Problem requirements
Your response should contain each line of the data that includes "nsaz".

Collected data:

++++++++

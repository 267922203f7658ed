//! Tracing setup for hosts embedding the pipeline.

use tracing_subscriber::EnvFilter;

/// How much the processing stages report while a volume runs.
///
/// Stage warnings (the recoverable conditions of the dealiaser and
/// superober) are always let through; the higher settings add stage
/// progress and per-slab detail.
#[derive(Debug, Clone, Copy, PartialEq, Eq, Default)]
pub enum Verbosity {
    /// Drained stage warnings only.
    #[default]
    Warnings,
    /// Plus stage progress: slab counts, gates unfolded, cells emitted.
    Progress,
    /// Plus per-slab and per-write detail.
    Detail,
    /// Everything the crates emit.
    Full,
}

impl Verbosity {
    fn level(self) -> &'static str {
        match self {
            Self::Warnings => "warn",
            Self::Progress => "info",
            Self::Detail => "debug",
            Self::Full => "trace",
        }
    }
}

/// Filter directives covering every workspace crate at the given
/// verbosity, leaving the host's own targets untouched.
fn directives(verbosity: Verbosity) -> String {
    let targets = [
        "boreas",
        "boreas_dealias",
        "boreas_odim",
        "boreas_superob",
        "boreas_volume",
    ];
    let mut filter = String::new();
    for target in targets {
        if !filter.is_empty() {
            filter.push(',');
        }
        filter.push_str(target);
        filter.push('=');
        filter.push_str(verbosity.level());
    }
    filter
}

/// Installs a fmt subscriber filtered to the Boreas crates.
///
/// A `RUST_LOG` environment variable overrides `verbosity` entirely when
/// set, so operators can still cut arbitrary slices of the output.
pub fn init(verbosity: Verbosity) {
    let filter =
        EnvFilter::try_from_default_env().unwrap_or_else(|_| EnvFilter::new(directives(verbosity)));
    tracing_subscriber::fmt().with_env_filter(filter).init();
}
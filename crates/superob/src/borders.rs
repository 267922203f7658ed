//! Source-gate borders of coarse cells.
//!
//! Radially, every coarse cell spans `range_bin_factor` source gates.
//! Azimuthally, a fixed bundle of `ray_angle_factor` source rays would
//! subtend an ever longer arc with range, so the bundle is shrunk
//! symmetrically in tiers: each coarse range tier drops one more ray from
//! each side of the bundle until the arc-length bound holds.

use crate::config::SuperobConfig;

/// Per-elevation source-gate borders of the coarse cells.
#[derive(Debug, Clone)]
pub struct BinBorders {
    /// Radial borders, `nr' + 1` entries: coarse cell `j` spans source
    /// gates `[range[j], range[j + 1])`.
    pub range: Vec<usize>,
    /// First source ray of coarse cell `(j, k)`, indexed `[j][k]`.
    pub start_ray: Vec<Vec<usize>>,
    /// One past the last source ray of coarse cell `(j, k)`.
    pub end_ray: Vec<Vec<usize>>,
}

impl BinBorders {
    /// Maximum rays dropped from one side of a bundle.
    pub fn shrink_limit(config: &SuperobConfig) -> usize {
        (config.ray_angle_factor() - 1) / 2
    }
}

/// Computes the cell borders for one elevation.
///
/// `naz` is the source ray count, `nsaz`/`nsr` the coarse dimensions,
/// `rscale` the source gate length in meters. Source gates beyond
/// `nsr * range_bin_factor` belong to no coarse cell.
pub fn compute_borders(
    naz: usize,
    nsaz: usize,
    nsr: usize,
    rscale: f64,
    config: &SuperobConfig,
) -> BinBorders {
    let bin_f = config.range_bin_factor();
    let ray_f = config.ray_angle_factor();
    let z_max = BinBorders::shrink_limit(config);

    let range: Vec<usize> = (0..=nsr).map(|j| j * bin_f).collect();

    // Arc bound expressed in coarse range steps: a bundle of `fac` source
    // rays stays short enough out to coarse index lim(fac).
    let arc_steps = 360.0 * 360.0 * config.max_arc_size()
        / (2.0 * std::f64::consts::PI * (naz * bin_f) as f64 * rscale);
    let mut limits = Vec::with_capacity(z_max + 1);
    for z in 0..=z_max {
        let fac = 2 * (z_max - z) + 1;
        let lim = (arc_steps / fac as f64 - 1.0).floor() as i64 + 1;
        limits.push(lim.clamp(0, range.len() as i64) as usize);
    }
    // The narrowest bundle covers whatever remains.
    if let Some(last) = limits.last_mut() {
        *last = range.len();
    }

    // Shrink amount per coarse range index: the widest bundle still within
    // its limit.
    let shrink: Vec<usize> = (0..nsr)
        .map(|j| {
            limits
                .iter()
                .position(|&lim| j < lim)
                .unwrap_or(z_max)
        })
        .collect();

    let mut start_ray = vec![vec![0; nsaz]; nsr];
    let mut end_ray = vec![vec![0; nsaz]; nsr];
    for (j, &s) in shrink.iter().enumerate() {
        for k in 0..nsaz {
            start_ray[j][k] = k * ray_f + s;
            end_ray[j][k] = (k + 1) * ray_f - s;
        }
    }

    BinBorders {
        range,
        start_ray,
        end_ray,
    }
}
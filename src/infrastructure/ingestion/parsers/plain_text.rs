//! Plain text document parser

use async_trait::async_trait;

use crate::domain::ingestion::{
    DocumentMetadata, DocumentParser, DocumentType, ParsedDocument, ParserInput,
};
use crate::domain::DomainError;

const BYTE_ORDER_MARK: char = '\u{feff}';

/// Parser for UTF-8 plain text files
#[derive(Debug, Clone, Default)]
pub struct PlainTextParser;

impl PlainTextParser {
    /// Create a new plain text parser
    pub fn new() -> Self {
        Self
    }
}

#[async_trait]
impl DocumentParser for PlainTextParser {
    fn document_type(&self) -> DocumentType {
        DocumentType::Txt
    }

    async fn parse(&self, input: ParserInput) -> Result<ParsedDocument, DomainError> {
        let filename = input.filename.clone();
        let mut content = input.into_text()?;

        if content.starts_with(BYTE_ORDER_MARK) {
            content.drain(..BYTE_ORDER_MARK.len_utf8());
        }

        let mut metadata = DocumentMetadata::new().with_mime_type(DocumentType::Txt.mime_type());

        if let Some(filename) = filename {
            metadata = metadata.with_source(filename);
        }

        Ok(ParsedDocument::new(content, metadata))
    }
}

#[cfg(test)]
mod tests {
    use super::*;

    #[tokio::test]
    async fn test_parse_text_content() {
        let parser = PlainTextParser::new();
        let input = ParserInput::from_bytes(b"Paris is the capital of France.".to_vec());

        let result = parser.parse(input).await.unwrap();

        assert_eq!(result.content, "Paris is the capital of France.");
        assert_eq!(result.metadata.mime_type, Some("text/plain".to_string()));
    }

    #[tokio::test]
    async fn test_parse_bytes_content() {
        let parser = PlainTextParser::new();
        let input = ParserInput::from_bytes("Grüße aus Köln".as_bytes().to_vec());

        let result = parser.parse(input).await.unwrap();

        assert_eq!(result.content, "Grüße aus Köln");
    }

    #[tokio::test]
    async fn test_parse_strips_byte_order_mark() {
        let parser = PlainTextParser::new();
        let input = ParserInput::from_bytes(b"\xEF\xBB\xBFhello".to_vec());

        let result = parser.parse(input).await.unwrap();

        assert_eq!(result.content, "hello");
    }

    #[tokio::test]
    async fn test_parse_with_filename() {
        let parser = PlainTextParser::new();
        let input = ParserInput::from_bytes(b"content".to_vec()).with_filename("notes.txt");

        let result = parser.parse(input).await.unwrap();

        assert_eq!(result.metadata.source, Some("notes.txt".to_string()));
    }

    #[tokio::test]
    async fn test_parse_invalid_utf8() {
        let parser = PlainTextParser::new();
        let input = ParserInput::from_bytes(vec![0xff, 0xfe, 0x00]);

        let err = parser.parse(input).await.unwrap_err();

        assert!(matches!(err, DomainError::Extraction { .. }));
    }

    #[tokio::test]
    async fn test_whitespace_only_is_blank_not_error() {
        let parser = PlainTextParser::new();

        let result = parser.parse(ParserInput::from_bytes(b" \n\t ".to_vec())).await.unwrap();

        assert!(result.is_blank());
    }
}
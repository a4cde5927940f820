use axum::{
    extract::DefaultBodyLimit,
    routing::{get, post},
    Router,
};
use tower_http::{cors::CorsLayer, limit::RequestBodyLimitLayer, trace::TraceLayer};

use super::documents;
use super::health;
use super::state::AppState;

/// Create the router with application state.
///
/// `max_upload_bytes` bounds every request body, uploads included.
pub fn create_router(state: AppState, max_upload_bytes: usize) -> Router {
    Router::new()
        .route("/health", get(health::health_check))
        .route("/status", get(health::pipeline_status))
        .route("/upload-document/", post(documents::upload_document))
        .route("/chat/", post(documents::chat))
        .route("/reset-chatbot/", post(documents::reset_chatbot))
        .with_state(state)
        .layer(DefaultBodyLimit::disable())
        .layer(RequestBodyLimitLayer::new(max_upload_bytes))
        .layer(CorsLayer::permissive())
        .layer(TraceLayer::new_for_http())
}
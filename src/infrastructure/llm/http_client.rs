use async_trait::async_trait;
use reqwest::StatusCode;
use std::time::Duration;

use crate::domain::{DomainError, ProviderFailure};

/// Default timeout for a single provider request
pub const DEFAULT_REQUEST_TIMEOUT: Duration = Duration::from_secs(30);

/// Trait for HTTP client operations (for mocking)
#[async_trait]
pub trait HttpClientTrait: Send + Sync + std::fmt::Debug {
    async fn post_json(
        &self,
        url: &str,
        headers: Vec<(&str, &str)>,
        body: &serde_json::Value,
    ) -> Result<serde_json::Value, DomainError>;
}

/// Real HTTP client using reqwest
#[derive(Debug, Clone)]
pub struct HttpClient {
    client: reqwest::Client,
}

impl HttpClient {
    pub fn new() -> Result<Self, DomainError> {
        Self::with_timeout(DEFAULT_REQUEST_TIMEOUT)
    }

    pub fn with_timeout(timeout: Duration) -> Result<Self, DomainError> {
        let client = reqwest::Client::builder()
            .timeout(timeout)
            .build()
            .map_err(|e| DomainError::configuration(format!("Failed to build HTTP client: {}", e)))?;

        Ok(Self { client })
    }

    fn classify_send_error(error: &reqwest::Error) -> ProviderFailure {
        if error.is_timeout() {
            ProviderFailure::Timeout
        } else if error.is_connect() || error.is_request() {
            ProviderFailure::Network
        } else {
            ProviderFailure::Other
        }
    }

    fn classify_status(status: StatusCode) -> ProviderFailure {
        match status {
            StatusCode::TOO_MANY_REQUESTS => ProviderFailure::RateLimited,
            StatusCode::UNAUTHORIZED | StatusCode::FORBIDDEN => ProviderFailure::Unauthorized,
            s if s.is_server_error() => ProviderFailure::Server,
            _ => ProviderFailure::Other,
        }
    }
}

#[async_trait]
impl HttpClientTrait for HttpClient {
    async fn post_json(
        &self,
        url: &str,
        headers: Vec<(&str, &str)>,
        body: &serde_json::Value,
    ) -> Result<serde_json::Value, DomainError> {
        let mut request = self.client.post(url);

        for (key, value) in headers {
            request = request.header(key, value);
        }

        let response = request.json(body).send().await.map_err(|e| {
            DomainError::provider_failure(
                "http",
                Self::classify_send_error(&e),
                format!("Request failed: {}", e),
            )
        })?;

        if !response.status().is_success() {
            let status = response.status();
            let error_body = response.text().await.unwrap_or_default();
            return Err(DomainError::provider_failure(
                "http",
                Self::classify_status(status),
                format!("HTTP {}: {}", status, error_body),
            ));
        }

        response.json().await.map_err(|e| {
            let kind = if e.is_timeout() {
                ProviderFailure::Timeout
            } else {
                ProviderFailure::InvalidResponse
            };
            DomainError::provider_failure("http", kind, format!("Failed to parse response: {}", e))
        })
    }
}
//! Factory for creating parsers and chunkers

use std::sync::Arc;

use crate::domain::ingestion::{ChunkingStrategy, DocumentParser, DocumentType};

use super::chunkers::RecursiveChunker;
use super::parsers::{DocxParser, PdfParser, PlainTextParser};

/// Factory for creating document parsers
#[derive(Debug, Default)]
pub struct ParserFactory;

impl ParserFactory {
    /// Create the parser for the given document type
    pub fn create(document_type: DocumentType) -> Arc<dyn DocumentParser> {
        match document_type {
            DocumentType::Pdf => Arc::new(PdfParser::new()),
            DocumentType::Docx => Arc::new(DocxParser::new()),
            DocumentType::Txt => Arc::new(PlainTextParser::new()),
        }
    }

    /// Get a list of all supported file extensions
    pub fn supported_extensions() -> Vec<&'static str> {
        DocumentType::ALL.iter().map(|t| t.extension()).collect()
    }
}

/// Factory for creating chunking strategies
#[derive(Debug, Default)]
pub struct ChunkerFactory;

impl ChunkerFactory {
    /// The chunker used for uploaded documents
    pub fn create() -> Arc<dyn ChunkingStrategy> {
        Arc::new(RecursiveChunker::new())
    }
}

++++++++

Reply
/// `naz` is the source ray count, `nsaz`/`nsr` the coarse dimensions,
    nsaz: usize,
    let mut start_ray = vec![vec![0; nsaz]; nsr];
    let mut end_ray = vec![vec![0; nsaz]; nsr];
        for k in 0..nsaz {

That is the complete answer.